Diderot estudió con los jesuitas y se ganó la vida de joven traduciendo y escribiendo panfletos. Por su poco piadosa Carta a los ciegos (1749) fue encarcelado en Vincennes, adonde fue a conocerlo un desconocido Jean-Jacques Rousseau, iniciando una amistad que llegó a convertirse (nada raro tratándose del autor de Las confesiones) en una enemistad no exenta de precauciones. Diderot fue un hombre apasionado y quizás podamos decir que tuvo dos pasiones, la Enciclopedia y la culta señora Volland, que al parecer nunca perdió la cabeza. Fue director y el principal redactor de la célebre Enciclopedia, que le llevó veinte años de su vida, desde 1751 a 1771. Compuso para dicha empresa cultural numerosos artículos de filosofía, estética, historia y artes aplicadas, no en vano era hijo de la pequeña burguesía artesana. La emperatriz de Rusia, Catarina II, admiradora de nuestro filósofo –aunque no estaba dispuesta a seguirlo en sus ideas políticas ni en su ateísmo– se convirtió en su protectora, y en 1773 Diderot hizo un controvertido viaje a San Petersburgo; allí pasó muchas tardes ilustrando a la emperatriz y la dama confesó que el filósofo, tan impulsivo y poco protocolario, le estaba dejando los muslos llenos de moretones.

En su obra personal, a veces inacabada y editada la mayor parte tras su muerte, hay una presencia viva del mundo de los salones de su tiempo, pero también de la política y de las letras más altas: Madame d’Épinay, el Barón D’Holbach, Rousseau, Helvétius, Voltaire… Con el autor de Cándido tuvo una relación alimentada por la admiración mutua, más intensa por parte de Diderot. Voltaire llegó a colaborar en el proyecto enciclopédico con unos cincuenta artículos, casi todos sobre literatura. Sin llegar a una verdadera amistad, se escribieron y se brindaron apoyo. Voltaire era rico, y andaba casi siempre en la frontera con Suiza, Diderot trabajaba denodadamente para un librero. Voltaire era refinado y algo complicado en su gustos; Diderot, sencillo y directo. Ambos abarcan la cultura de su tiempo y ambos son sensibles a una nueva actitud, la del intelectual, es decir: el pensador que se hace cargo de los problemas sociales y morales de su época. La actitud de Voltaire ante el caso Calas acentuó la admiración de Diderot. A diferencia de Rousseau, huraño y de temperamento paranoico, Voltaire y Diderot son sociales y profesan una gran curiosidad por el otro. El alguna ocasión (y fueron muchas) en la que Diderot se sintió en peligro a causa de sus ideas, Voltaire le ofreció refugio en Ferney, pero lo rehusó quedándose en París y siguiendo con su provocativa labor.

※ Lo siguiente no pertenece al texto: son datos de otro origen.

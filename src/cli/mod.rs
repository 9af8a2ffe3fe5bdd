//! Kolosal Scoring CLI Module
//!
//! Command-line interface for the preprocessing and scoring jobs.

use clap::{Parser, Subcommand};
use colored::*;
use std::path::{Path, PathBuf};
use std::time::Instant;

use crate::export::LocalModelRegistry;
use crate::pipeline::{PreprocessJob, ScoringConfig, ScoringJob, ScoringRequest};
use crate::preprocessing::SplitConfig;

// ─── Styling helpers ───────────────────────────────────────────────────────────

fn dim(s: &str) -> ColoredString   { s.truecolor(100, 100, 100) }
fn accent(s: &str) -> ColoredString { s.truecolor(120, 170, 255) }
fn muted(s: &str) -> ColoredString  { s.truecolor(140, 140, 140) }
fn ok(s: &str) -> ColoredString     { s.truecolor(100, 210, 120) }

fn step_run(msg: &str) {
    println!("  {} {}", accent("›"), msg);
}

fn step_done(msg: &str, detail: &str) {
    println!("  {} {} {}", ok("✓"), msg, dim(detail));
}

fn section(title: &str) {
    println!();
    println!("  {}", title.white().bold());
    println!("  {}", dim(&"─".repeat(56)));
}

// ─── CLI definition ────────────────────────────────────────────────────────────

#[derive(Parser)]
#[command(name = "kolosal-scoring")]
#[command(author = "KolosalAI")]
#[command(version = env!("CARGO_PKG_VERSION"))]
#[command(about = "Batch scoring with per-feature attributions")]
#[command(long_about = None)]
pub struct Cli {
    #[command(subcommand)]
    pub command: Commands,
}

#[derive(Subcommand)]
pub enum Commands {
    /// Split a raw dataset into train and test tables
    Preprocess {
        /// Raw dataset (CSV file or directory of CSV files)
        #[arg(long)]
        raw_dataset: PathBuf,

        /// Output directory for the train partition
        #[arg(long)]
        preprocessed_train_data: PathBuf,

        /// Output directory for the test partition
        #[arg(long)]
        preprocessed_test_data: PathBuf,

        /// Fraction of rows sent to the test partition
        #[arg(long, default_value = "0.3")]
        test_size: f64,

        /// Shuffle seed
        #[arg(long, default_value = "42")]
        seed: u64,
    },

    /// Score a batch with a registered model and attach attributions
    Score {
        /// Training data used for the background sample
        #[arg(long)]
        training_data: PathBuf,

        /// Directory holding the batch to score
        #[arg(long)]
        scoring_data: PathBuf,

        /// Registered model name
        #[arg(long)]
        model_name: String,

        /// Target column, dropped from both inputs when present
        #[arg(long)]
        target_column: String,

        /// Output directory for the scored table
        #[arg(long)]
        scored_data: PathBuf,

        /// Model registry directory
        #[arg(long, env = "KOLOSAL_MODEL_REGISTRY", default_value = "models")]
        model_registry: PathBuf,

        /// JSON configuration file; flags below override it
        #[arg(long)]
        config: Option<PathBuf>,

        /// Maximum background rows
        #[arg(long)]
        background_size: Option<usize>,

        /// Permutations sampled per row
        #[arg(long)]
        n_permutations: Option<usize>,

        /// Seed for split, background and permutations
        #[arg(long)]
        seed: Option<u64>,

        /// Worker threads for attribution
        #[arg(long)]
        threads: Option<usize>,
    },
}

// ─── Commands ──────────────────────────────────────────────────────────────────

pub fn cmd_preprocess(
    raw_dataset: &Path,
    train_dir: &Path,
    test_dir: &Path,
    test_size: f64,
    seed: u64,
) -> anyhow::Result<()> {
    section("Preprocess");

    step_run(&format!("Splitting {}", raw_dataset.display()));
    let start = Instant::now();
    let job = PreprocessJob::new(SplitConfig { test_size, random_state: seed });
    let report = job.run(raw_dataset, train_dir, test_dir)?;
    step_done("Split", &format!("{} rows in {:?}", report.source_rows, start.elapsed()));

    println!();
    println!("  {:<10} {:>8}  {}", muted("Train"), report.train_rows, report.train_path.display());
    println!("  {:<10} {:>8}  {}", muted("Test"), report.test_rows, report.test_path.display());
    println!();

    Ok(())
}

/// Overrides applied on top of the file or default configuration
#[derive(Debug, Clone, Default)]
pub struct ScoreOverrides {
    pub config: Option<PathBuf>,
    pub background_size: Option<usize>,
    pub n_permutations: Option<usize>,
    pub seed: Option<u64>,
    pub threads: Option<usize>,
}

impl ScoreOverrides {
    pub fn resolve(&self) -> crate::Result<ScoringConfig> {
        let mut config = match &self.config {
            Some(path) => ScoringConfig::from_json_file(path)?,
            None => ScoringConfig::default(),
        };
        if let Some(seed) = self.seed {
            config = config.with_seed(seed);
        }
        if let Some(size) = self.background_size {
            config = config.with_background_size(size);
        }
        if let Some(n) = self.n_permutations {
            config = config.with_n_permutations(n);
        }
        if let Some(threads) = self.threads {
            config = config.with_threads(threads);
        }
        config.validate()?;
        Ok(config)
    }
}

pub fn cmd_score(
    request: &ScoringRequest,
    model_registry: &Path,
    overrides: &ScoreOverrides,
) -> anyhow::Result<()> {
    section("Score");

    let config = overrides.resolve()?;
    let registry = LocalModelRegistry::open(model_registry)?;

    step_run(&format!(
        "Scoring {} with model {}",
        request.scoring_data.display(),
        request.model_name.cyan()
    ));
    let start = Instant::now();
    let report = ScoringJob::new(&registry, config).run(request)?;
    step_done(
        "Scored",
        &format!("{} rows in {:?}", report.rows_scored, start.elapsed()),
    );

    println!();
    println!("  {:<14} {} v{}", muted("Model"), report.model_name, report.model_version);
    println!("  {:<14} {}", muted("Background"), report.background_rows);
    println!("  {:<14} {:.6}", muted("Base value"), report.base_value);
    println!("  {:<14} {}", muted("Output"), report.output_path.display().to_string().white().bold());

    section("Attribution");
    println!("  {:<24} {:>12}", muted("Feature"), muted("Mean |SHAP|"));
    println!("  {}", dim(&"─".repeat(38)));
    for (feature, importance) in report.summary.feature_ranking() {
        println!("  {:<24} {:>12.6}", feature, importance);
    }
    println!();

    Ok(())
}
use crate::models::LauncherSettings;
use anyhow::{Context, Result};
use camino::{Utf8Path, Utf8PathBuf};
use std::fs;

/// Manager for the launcher's YAML settings file.
///
/// The settings live in a single `arkbooter.yaml` inside the configuration
/// directory; a missing file yields defaults rather than an error.
#[derive(Debug, Clone)]
pub struct SettingsManager {
    config_dir: Utf8PathBuf,
    settings_path: Utf8PathBuf,
}

impl SettingsManager {
    /// Create a new SettingsManager with the specified configuration
    /// directory, creating the directory if needed.
    pub fn new<P: AsRef<Utf8Path>>(config_dir: P) -> Result<Self> {
        let config_dir = config_dir.as_ref().to_path_buf();

        if !config_dir.exists() {
            fs::create_dir_all(&config_dir)
                .with_context(|| format!("Failed to create config directory: {}", config_dir))?;
        }

        Ok(Self {
            settings_path: config_dir.join("arkbooter.yaml"),
            config_dir,
        })
    }

    /// Load the settings file, or defaults if it doesn't exist.
    pub fn load_settings(&self) -> Result<LauncherSettings> {
        if !self.settings_path.exists() {
            tracing::warn!(
                "Settings file not found at {}, using defaults",
                self.settings_path
            );
            return Ok(LauncherSettings::default());
        }

        let file_contents = fs::read_to_string(&self.settings_path)
            .with_context(|| format!("Failed to read settings: {}", self.settings_path))?;

        let settings: LauncherSettings = serde_yaml_ng::from_str(&file_contents)
            .with_context(|| format!("Failed to parse settings: {}", self.settings_path))?;

        tracing::info!("Loaded settings from {}", self.settings_path);
        Ok(settings)
    }

    /// Save the settings file.
    pub fn save_settings(&self, settings: &LauncherSettings) -> Result<()> {
        let yaml_string =
            serde_yaml_ng::to_string(settings).context("Failed to serialize settings to YAML")?;

        fs::write(&self.settings_path, yaml_string)
            .with_context(|| format!("Failed to write settings: {}", self.settings_path))?;

        tracing::info!("Saved settings to {}", self.settings_path);
        Ok(())
    }

    /// Get the configuration directory path.
    pub fn config_dir(&self) -> &Utf8Path {
        &self.config_dir
    }
}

Este hombre genialoide penetró en la ciencia (la meditación sobre la Naturaleza era una verdadera afición en los pensadores de su tiempo) de manera realmente moderna, especialmente en todo lo que se refiere a una idea que se extendería a comienzos del siglo xix (Lamarck, principalmente) y que desembocaría en un genio completo, Darwin; me refiero al transformismo, a la idea de que las especies no son estables: “Todos los seres circulan los unos en los otros –escribió–, por consiguiente todas las especies están en perpetuo flujo. […] No hay nada de preciso en la naturaleza. […] No hay más que un solo gran individuo, que es el todo.” “Diríase que la naturaleza se ha complacido en variar el mismo mecanismo de una infinidad de maneras distintas.” En el Coloquio entre D’Alembert y Diderot, el filósofo francés habla de un paso de la materia inerte a la viva, naturalmente de manera confusa, pero esa es precisamente una transición que algunos biólogos moleculares actuales han señalado en su reflexión sobre el origen de la vida. Diderot habla de la plural organización de la materia cuya diferencia en las especies es solo de grado. Notable.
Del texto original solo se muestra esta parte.